■ **Activity**: Give the lines below again exactly, starting with the line that holds "Present contraction time of each unit (ms)." and going on through the line that holds "pub fn to_newtons(&self, force: f64)".
--- Provided information Enclosed Below ---
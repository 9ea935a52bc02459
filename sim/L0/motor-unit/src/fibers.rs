//! Muscle fiber population: firing rates to force.
//!
//! Each motor unit's fibers turn a firing rate into force through the
//! force-frequency curve (see [`crate::curves`]). That force is scaled by the
//! unit's *current* peak twitch force. Sustained activity depletes that
//! capacity (peripheral fatigue). Optionally, it is restored while the unit
//! is silent (recovery).
//!
//! # Step
//!
//! ```text
//! s[i]     = CT_now[i] · rate[i] / 1000            normalized stimulus rate
//! frac[i]  = normalized_force(s[i])
//! force[i] = frac[i] · P_now[i]                    total = Σ force[i]
//!
//! // fatigue enabled
//! P_now[i] −= F[i] · frac[i] · dt
//! // recovery enabled, units with frac[i] <= 0
//! P_now[i] += Rec[i] · (P[i] − P_now[i]) / P[i] · dt
//! P_now[i]  = clamp(P_now[i], 0, P[i])
//! CT_now[i] = CT[i] · (1 + k · (1 − P_now[i] / P[i]))
//! ```
//!
//! Force is computed from the state at the start of the step; capacity is
//! updated afterwards. Fatigued units contract more slowly (Shields et al.
//! 1997), which shifts them along the force-frequency curve.

use tracing::debug;

use crate::curves::{normalized_force, normalized_stimulus_rate};
use crate::error::{
    check_step_input, require_non_negative, require_positive, MotorUnitError, Result,
};
use crate::population::{
    check_motor_unit_count, contraction_times, nominal_fatigabilities, peak_twitch_forces,
    recovery_rates, total_twitch_force,
};

#[cfg(feature = "serde")]
use serde::{Deserialize, Serialize};

/// Configuration for a muscle fiber population.
///
/// Defaults reproduce Potvin & Fuglevand (2017) fibers without recovery.
#[derive(Debug, Clone, PartialEq)]
#[cfg_attr(feature = "serde", derive(Serialize, Deserialize))]
pub struct MuscleFiberConfig {
    /// Number of motor units (n). Must be at least 2.
    pub motor_unit_count: usize,

    /// Ratio of the largest to the smallest peak twitch force (RP).
    pub max_twitch_amplitude: f64,

    /// Contraction time of the slowest unit, ms (tL).
    pub max_contraction_time: f64,

    /// Ratio of the slowest to the fastest contraction time (RT).
    pub contraction_time_range: f64,

    /// Fatigue rate of the largest unit relative to its peak force.
    pub max_fatigue_rate: f64,

    /// Ratio of the largest to the smallest relative fatigue rate.
    pub fatigability_range: f64,

    /// Fractional contraction time increase per fractional force lost.
    pub contraction_time_change_ratio: f64,

    /// Whether capacity is depleted by activity.
    pub apply_fatigue: bool,

    /// Whether silent units recover capacity. Only acts with fatigue enabled.
    pub apply_recovery: bool,

    /// `max_fatigue_rate / recovery_divisor` is the largest recovery rate.
    /// Averaged from Liu et al. (2002), Table 2.
    pub recovery_divisor: f64,

    /// Newtons per arbitrary force unit.
    pub force_conversion_factor: f64,
}

impl Default for MuscleFiberConfig {
    fn default() -> Self {
        Self {
            motor_unit_count: 120,
            max_twitch_amplitude: 100.0,
            max_contraction_time: 90.0,
            contraction_time_range: 3.0,
            max_fatigue_rate: 0.0225,
            fatigability_range: 180.0,
            contraction_time_change_ratio: 0.379,
            apply_fatigue: true,
            apply_recovery: false,
            recovery_divisor: 2.53,
            force_conversion_factor: 0.028,
        }
    }
}

impl MuscleFiberConfig {
    /// Default configuration with the given number of motor units.
    #[must_use]
    pub fn with_motor_units(motor_unit_count: usize) -> Self {
        Self {
            motor_unit_count,
            ..Default::default()
        }
    }

    /// Fibers with both fatigue and recovery.
    #[must_use]
    pub fn recovering(motor_unit_count: usize) -> Self {
        Self {
            motor_unit_count,
            apply_recovery: true,
            ..Default::default()
        }
    }

    /// Enable or disable fatigue.
    #[must_use]
    pub fn with_fatigue(mut self, apply_fatigue: bool) -> Self {
        self.apply_fatigue = apply_fatigue;
        self
    }

    /// Enable or disable recovery.
    #[must_use]
    pub fn with_recovery(mut self, apply_recovery: bool) -> Self {
        self.apply_recovery = apply_recovery;
        self
    }

    /// Set the newtons per arbitrary force unit.
    #[must_use]
    pub fn with_force_conversion_factor(mut self, factor: f64) -> Self {
        self.force_conversion_factor = factor;
        self
    }

    /// Validate the configuration.
    pub fn validate(&self) -> Result<()> {
        check_motor_unit_count(self.motor_unit_count)?;
        require_positive("max_twitch_amplitude", self.max_twitch_amplitude)?;
        require_positive("max_contraction_time", self.max_contraction_time)?;
        require_positive("contraction_time_range", self.contraction_time_range)?;
        require_positive("max_fatigue_rate", self.max_fatigue_rate)?;
        require_positive("fatigability_range", self.fatigability_range)?;
        require_positive("recovery_divisor", self.recovery_divisor)?;
        require_positive("force_conversion_factor", self.force_conversion_factor)?;
        require_non_negative(
            "contraction_time_change_ratio",
            self.contraction_time_change_ratio,
        )?;
        Ok(())
    }
}

/// The fibers of every motor unit in one muscle.
#[derive(Debug, Clone)]
pub struct MuscleFibers {
    config: MuscleFiberConfig,
    peak_twitch_forces: Vec<f64>,
    contraction_times: Vec<f64>,
    nominal_fatigabilities: Vec<f64>,
    recovery_rates: Option<Vec<f64>>,
    total_peak_force: f64,

    /// Present peak force of each unit, in `[0, peak_twitch_forces[i]]`.
    current_peak_forces: Vec<f64>,
    current_contraction_times: Vec<f64>,
    /// Per-unit force from the most recent step.
    current_forces: Vec<f64>,
}

impl MuscleFibers {
    /// Build a fiber population from its configuration.
    pub fn new(config: MuscleFiberConfig) -> Result<Self> {
        config.validate()?;

        let peak_twitch_forces =
            peak_twitch_forces(config.motor_unit_count, config.max_twitch_amplitude)?;
        let contraction_times = contraction_times(
            &peak_twitch_forces,
            config.max_twitch_amplitude,
            config.max_contraction_time,
            config.contraction_time_range,
        )?;
        let nominal_fatigabilities = nominal_fatigabilities(
            &peak_twitch_forces,
            config.fatigability_range,
            config.max_fatigue_rate,
        )?;
        let recovery_rates = if config.apply_recovery {
            Some(recovery_rates(
                &peak_twitch_forces,
                &nominal_fatigabilities,
                config.max_fatigue_rate,
                config.recovery_divisor,
            )?)
        } else {
            None
        };
        let total_peak_force = total_twitch_force(&peak_twitch_forces);

        debug!(
            motor_unit_count = config.motor_unit_count,
            total_peak_force,
            apply_fatigue = config.apply_fatigue,
            apply_recovery = config.apply_recovery,
            "created muscle fibers"
        );

        Ok(Self {
            current_peak_forces: peak_twitch_forces.clone(),
            current_contraction_times: contraction_times.clone(),
            current_forces: vec![0.0; config.motor_unit_count],
            peak_twitch_forces,
            contraction_times,
            nominal_fatigabilities,
            recovery_rates,
            total_peak_force,
            config,
        })
    }

    /// Build default fibers with the given number of motor units.
    pub fn with_motor_units(motor_unit_count: usize) -> Result<Self> {
        Self::new(MuscleFiberConfig::with_motor_units(motor_unit_count))
    }

    /// Get the configuration.
    #[must_use]
    pub fn config(&self) -> &MuscleFiberConfig {
        &self.config
    }

    /// Number of motor units.
    #[must_use]
    pub fn motor_unit_count(&self) -> usize {
        self.config.motor_unit_count
    }

    /// Rested peak twitch force of each unit.
    #[must_use]
    pub fn peak_twitch_forces(&self) -> &[f64] {
        &self.peak_twitch_forces
    }

    /// Rested contraction time of each unit (ms).
    #[must_use]
    pub fn contraction_times(&self) -> &[f64] {
        &self.contraction_times
    }

    /// Nominal fatigability of each unit.
    #[must_use]
    pub fn nominal_fatigabilities(&self) -> &[f64] {
        &self.nominal_fatigabilities
    }

    /// Recovery rate of each unit, if recovery is enabled.
    #[must_use]
    pub fn recovery_rates(&self) -> Option<&[f64]> {
        self.recovery_rates.as_deref()
    }

    /// Present peak force of each unit.
    #[must_use]
    pub fn current_peak_forces(&self) -> &[f64] {
        &self.current_peak_forces
    }

    /// Present contraction time of each unit (ms).
    #[must_use]
    pub fn current_contraction_times(&self) -> &[f64] {
        &self.current_contraction_times
    }

    /// Per-unit force from the most recent step. Zero before the first step.
    #[must_use]
    pub fn current_forces(&self) -> &[f64] {
        &self.current_forces
    }

    /// Theoretical maximum force of the rested population, arbitrary units.
    #[must_use]
    pub fn total_peak_force(&self) -> f64 {
        self.total_peak_force
    }

    /// Remaining capacity as a fraction of the rested total.
    #[must_use]
    pub fn capacity_fraction(&self) -> f64 {
        total_twitch_force(&self.current_peak_forces) / self.total_peak_force
    }

    /// Newtons per arbitrary force unit.
    #[must_use]
    pub fn force_conversion_factor(&self) -> f64 {
        self.config.force_conversion_factor
    }

    /// Convert a force in arbitrary units to newtons.
    #[must_use]
    pub fn to_newtons(&self, force: f64) -> f64 {
        force * self.config.force_conversion_factor
    }

    /// Advance the fibers by `dt` seconds.
    ///
    /// Returns the total instantaneous force in arbitrary units. Inputs are
    /// validated before any state changes.
    pub fn step(&mut self, firing_rates: &[f64], dt: f64) -> Result<f64> {
        self.check_firing_rates(firing_rates, dt)?;

        let fractions = self.force_fractions(firing_rates);
        for ((force, &frac), &peak) in self
            .current_forces
            .iter_mut()
            .zip(&fractions)
            .zip(&self.current_peak_forces)
        {
            *force = frac * peak;
        }
        let total_force: f64 = self.current_forces.iter().sum();

        if self.config.apply_fatigue {
            self.update_capacity(&fractions, dt);
        }

        Ok(total_force)
    }

    /// Force the next [`step`](Self::step) would return for these rates,
    /// without advancing any state.
    pub fn preview_force(&self, firing_rates: &[f64]) -> Result<f64> {
        self.check_firing_rates(firing_rates, 0.0)?;
        Ok(self
            .force_fractions(firing_rates)
            .iter()
            .zip(&self.current_peak_forces)
            .map(|(frac, peak)| frac * peak)
            .sum())
    }

    /// Restore the rested state.
    pub fn reset(&mut self) {
        self.current_peak_forces
            .copy_from_slice(&self.peak_twitch_forces);
        self.current_contraction_times
            .copy_from_slice(&self.contraction_times);
        self.current_forces.fill(0.0);
    }

    fn check_firing_rates(&self, firing_rates: &[f64], dt: f64) -> Result<()> {
        check_step_input(firing_rates, self.motor_unit_count(), dt)?;
        if let Some((index, &value)) = firing_rates.iter().enumerate().find(|(_, r)| **r < 0.0) {
            return Err(MotorUnitError::NegativeFiringRate { index, value });
        }
        Ok(())
    }

    fn force_fractions(&self, firing_rates: &[f64]) -> Vec<f64> {
        firing_rates
            .iter()
            .zip(&self.current_contraction_times)
            .map(|(&rate, &ct)| normalized_force(normalized_stimulus_rate(ct, rate)))
            .collect()
    }

    fn update_capacity(&mut self, fractions: &[f64], dt: f64) {
        let ratio = self.config.contraction_time_change_ratio;

        for i in 0..self.current_peak_forces.len() {
            let peak = self.peak_twitch_forces[i];
            let mut current =
                self.current_peak_forces[i] - self.nominal_fatigabilities[i] * fractions[i] * dt;

            if let Some(recovery) = &self.recovery_rates {
                if fractions[i] <= 0.0 {
                    current += recovery[i] * ((peak - current) / peak) * dt;
                }
            }

            let current = current.clamp(0.0, peak);
            self.current_peak_forces[i] = current;
            self.current_contraction_times[i] =
                self.contraction_times[i] * (1.0 + ratio * (1.0 - current / peak));
        }
    }
}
--- End of Enclosed Provided information ---
■ **Solved problem**:
    /// Present contraction time of each unit (ms).
    #[must_use]
    pub fn current_contraction_times(&self) -> &[f64] {
        &self.current_contraction_times
    }

    /// Per-unit force from the most recent step. Zero before the first step.
    #[must_use]
    pub fn current_forces(&self) -> &[f64] {
        &self.current_forces
    }

    /// Theoretical maximum force of the rested population, arbitrary units.
    #[must_use]
    pub fn total_peak_force(&self) -> f64 {
        self.total_peak_force
    }

    /// Remaining capacity as a fraction of the rested total.
    #[must_use]
    pub fn capacity_fraction(&self) -> f64 {
        total_twitch_force(&self.current_peak_forces) / self.total_peak_force
    }

    /// Newtons per arbitrary force unit.
    #[must_use]
    pub fn force_conversion_factor(&self) -> f64 {
        self.config.force_conversion_factor
    }

    /// Convert a force in arbitrary units to newtons.
    #[must_use]
    pub fn to_newtons(&self, force: f64) -> f64 {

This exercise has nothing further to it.